Hot beaks for cool bodies
One of the more intriguing traits of toucan beaks turns out to be visible only through infra-red cameras. When the birds get overheated, due to ambient conditions or activity, they can use their beaks to shed heat. Experiments have found this to be a dynamic process, with blood flow increased to the beaks only when necessary, where it can shed heat to the surrounding air. This system allows toucans to lower their body temperature by as much as six degrees Centigrade, but while it’s very effective, scientists hesitate to say it is the root cause of the big beaks. If shedding heat is so important it could steer these birds’ evolution to this extreme, why don’t more species also have radiating beaks?
That question might need some refinement soon, as a second radiating-beak has recently been confirmed.

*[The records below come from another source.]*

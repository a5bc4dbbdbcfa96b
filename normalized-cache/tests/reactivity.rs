//! Subscription fan-out, invalidation, and stale tracking.

use std::sync::atomic::AtomicUsize;
use std::sync::atomic::Ordering;
use std::sync::Arc;

use normalized_cache::Artifact;
use normalized_cache::Cache;
use normalized_cache::FieldSelection;
use normalized_cache::Selection;
use pretty_assertions::assert_eq;
use serde_json_bytes::json;

use crate::alice;
use crate::no_variables;
use crate::schema;
use crate::shared;
use crate::user_fragment;
use crate::user_query;

fn counter() -> (Arc<AtomicUsize>, impl Fn() + Send + Sync + 'static) {
    let count = Arc::new(AtomicUsize::new(0));
    let observed = Arc::clone(&count);
    (count, move || {
        observed.fetch_add(1, Ordering::SeqCst);
    })
}

#[test]
fn rewriting_identical_data_fires_nothing() {
    let mut cache = Cache::new(schema());
    cache.write_query(&user_query(), &no_variables(), &alice());

    let (fired, listener) = counter();
    cache.subscribe_query(shared(&user_query()), no_variables(), listener);

    cache.write_query(&user_query(), &no_variables(), &alice());
    assert_eq!(fired.load(Ordering::SeqCst), 0);
}

#[test]
fn one_changed_field_fires_exactly_its_subscribers() {
    let other_query = Artifact::query(
        "GetOtherUser",
        vec![FieldSelection::new("other")
            .select(vec![
                Selection::field("__typename"),
                Selection::field("id"),
                Selection::field("name"),
            ])
            .into()],
    );

    let mut cache = Cache::new(schema());
    cache.write_query(&user_query(), &no_variables(), &alice());
    cache.write_query(
        &other_query,
        &no_variables(),
        &json!({"other": {"__typename": "User", "id": "2", "name": "Bob"}}),
    );

    let (user_fired, user_listener) = counter();
    cache.subscribe_query(shared(&user_query()), no_variables(), user_listener);
    let (other_fired, other_listener) = counter();
    cache.subscribe_query(shared(&other_query), no_variables(), other_listener);

    cache.write_query(
        &user_query(),
        &no_variables(),
        &json!({"user": {"__typename": "User", "id": "1", "name": "Renamed"}}),
    );

    assert_eq!(user_fired.load(Ordering::SeqCst), 1);
    assert_eq!(other_fired.load(Ordering::SeqCst), 0);
}

#[test]
fn a_listener_fires_once_per_write_even_with_many_changes() {
    let mut cache = Cache::new(schema());
    cache.write_query(&user_query(), &no_variables(), &alice());

    let (fired, listener) = counter();
    cache.subscribe_query(shared(&user_query()), no_variables(), listener);

    // Both the name and id cells change; one invocation.
    cache.write_query(
        &user_query(),
        &no_variables(),
        &json!({"user": {"__typename": "User", "id": "9", "name": "Zed"}}),
    );
    assert_eq!(fired.load(Ordering::SeqCst), 1);
}

#[test]
fn unsubscribe_stops_notifications_and_is_idempotent() {
    let mut cache = Cache::new(schema());
    cache.write_query(&user_query(), &no_variables(), &alice());

    let (fired, listener) = counter();
    let id = cache.subscribe_query(shared(&user_query()), no_variables(), listener);
    assert_eq!(cache.subscription_count(), 1);

    cache.unsubscribe(id);
    cache.unsubscribe(id);
    assert_eq!(cache.subscription_count(), 0);

    cache.write_query(
        &user_query(),
        &no_variables(),
        &json!({"user": {"__typename": "User", "id": "1", "name": "Bob"}}),
    );
    assert_eq!(fired.load(Ordering::SeqCst), 0);
}

#[test]
fn subscriptions_fire_when_missing_data_arrives() {
    let mut cache = Cache::new(schema());

    let (fired, listener) = counter();
    cache.subscribe_query(shared(&user_query()), no_variables(), listener);

    cache.write_query(&user_query(), &no_variables(), &alice());
    assert_eq!(fired.load(Ordering::SeqCst), 1);

    // The refreshed dependency set now covers the entity's cells.
    let (again, listener) = counter();
    cache.subscribe_fragment(
        shared(&user_fragment()),
        json!({"__fragmentRef": "User:1"}),
        listener,
    );
    cache.write_query(
        &user_query(),
        &no_variables(),
        &json!({"user": {"__typename": "User", "id": "1", "name": "Bob"}}),
    );
    assert_eq!(fired.load(Ordering::SeqCst), 2);
    assert_eq!(again.load(Ordering::SeqCst), 1);
}

#[test]
fn invalidating_an_entity_fires_its_dependents_once() {
    let mut cache = Cache::new(schema());
    cache.write_query(&user_query(), &no_variables(), &alice());

    let (fired, listener) = counter();
    cache.subscribe_query(shared(&user_query()), no_variables(), listener);

    cache.invalidate(&[json!({"__typename": "User", "id": "1"})]);
    assert_eq!(fired.load(Ordering::SeqCst), 1);

    // Memoized data is preserved; the read is flagged stale.
    let result = cache.read_query(&user_query(), &no_variables());
    assert_eq!(result.data.as_deref(), Some(&alice()));
    assert!(result.stale);
}

#[test]
fn a_covering_write_clears_stale_marks() {
    let mut cache = Cache::new(schema());
    cache.write_query(&user_query(), &no_variables(), &alice());

    cache.invalidate(&[json!({"__typename": "User", "id": "1"})]);
    assert!(cache.read_query(&user_query(), &no_variables()).stale);

    cache.write_query(&user_query(), &no_variables(), &alice());
    assert!(!cache.read_query(&user_query(), &no_variables()).stale);
}

#[test]
fn field_level_invalidation_is_cell_scoped() {
    let mut cache = Cache::new(schema());
    cache.write_query(&user_query(), &no_variables(), &alice());

    cache.invalidate(&[json!({"__typename": "User", "id": "1", "field": "name"})]);
    assert!(cache.read_query(&user_query(), &no_variables()).stale);

    let id_only = Artifact::query(
        "GetUserId",
        vec![FieldSelection::new("user")
            .select(vec![Selection::field("__typename"), Selection::field("id")])
            .into()],
    );
    // A read that never touches the stale cell is not stale.
    assert!(!cache.read_query(&id_only, &no_variables()).stale);
}

#[test]
fn type_invalidation_prefix_scans_buckets() {
    let mut cache = Cache::new(schema());
    cache.write_query(&user_query(), &no_variables(), &alice());

    let (fired, listener) = counter();
    cache.subscribe_fragment(
        shared(&user_fragment()),
        json!({"__fragmentRef": "User:1"}),
        listener,
    );

    cache.invalidate(&[json!({"__typename": "User"})]);
    assert_eq!(fired.load(Ordering::SeqCst), 1);
    assert!(cache.read_query(&user_query(), &no_variables()).stale);
}

#[test]
fn root_field_invalidation_targets_the_root_bucket() {
    let mut cache = Cache::new(schema());
    cache.write_query(&user_query(), &no_variables(), &alice());

    cache.invalidate(&[json!({"__typename": "Query", "field": "user"})]);
    assert!(cache.read_query(&user_query(), &no_variables()).stale);
}

#[test]
fn a_panicking_listener_does_not_starve_the_rest() {
    let mut cache = Cache::new(schema());
    cache.write_query(&user_query(), &no_variables(), &alice());

    cache.subscribe_query(shared(&user_query()), no_variables(), || {
        panic!("listener exploded");
    });
    let (fired, listener) = counter();
    cache.subscribe_query(shared(&user_query()), no_variables(), listener);

    cache.write_query(
        &user_query(),
        &no_variables(),
        &json!({"user": {"__typename": "User", "id": "1", "name": "Bob"}}),
    );
    assert_eq!(fired.load(Ordering::SeqCst), 1);

    // The cache itself stays consistent.
    let result = cache.read_query(&user_query(), &no_variables());
    assert_eq!(
        result.data.as_deref(),
        Some(&json!({"user": {"__typename": "User", "id": "1", "name": "Bob"}}))
    );
}

#[test]
fn masked_subscriptions_ignore_fragment_internals() {
    let masked = crate::masked_user_query();
    let mut cache = Cache::new(schema());
    cache.write_query(
        &Artifact::query(
            "Seed",
            vec![FieldSelection::new("user")
                .select(user_fragment().selections)
                .into()],
        ),
        &no_variables(),
        &json!({"user": {"__typename": "User", "id": "1", "name": "Alice", "email": "a@x"}}),
    );

    let (masked_fired, masked_listener) = counter();
    cache.subscribe_query(shared(&masked), no_variables(), masked_listener);
    let (fragment_fired, fragment_listener) = counter();
    cache.subscribe_fragment(
        shared(&user_fragment()),
        json!({"__fragmentRef": "User:1"}),
        fragment_listener,
    );

    cache.write_query(
        &user_query(),
        &no_variables(),
        &json!({"user": {"__typename": "User", "id": "1", "name": "Bob"}}),
    );

    assert_eq!(masked_fired.load(Ordering::SeqCst), 0);
    assert_eq!(fragment_fired.load(Ordering::SeqCst), 1);
}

Southern yellow-billed hornbills (Tockus leucomelas) have a very similar heat-shedding ability to toucans, diverting heat into their beaks when ambient temperatures get to 87° Fahrenheit. While this discovery points to heat loss possibly being a bigger deal to birds than previously realized, it doesn’t paint the clearest evolutionary timeline, since T. leucomelas doesn’t live in the same tropical environments toucans do. What’s more, they’re also not the closest relatives, meaning it was either a very distant shared ancestor that first came up with this trick, or we have a case of convergent evolution, and these birds evolved this personal climate control on separately.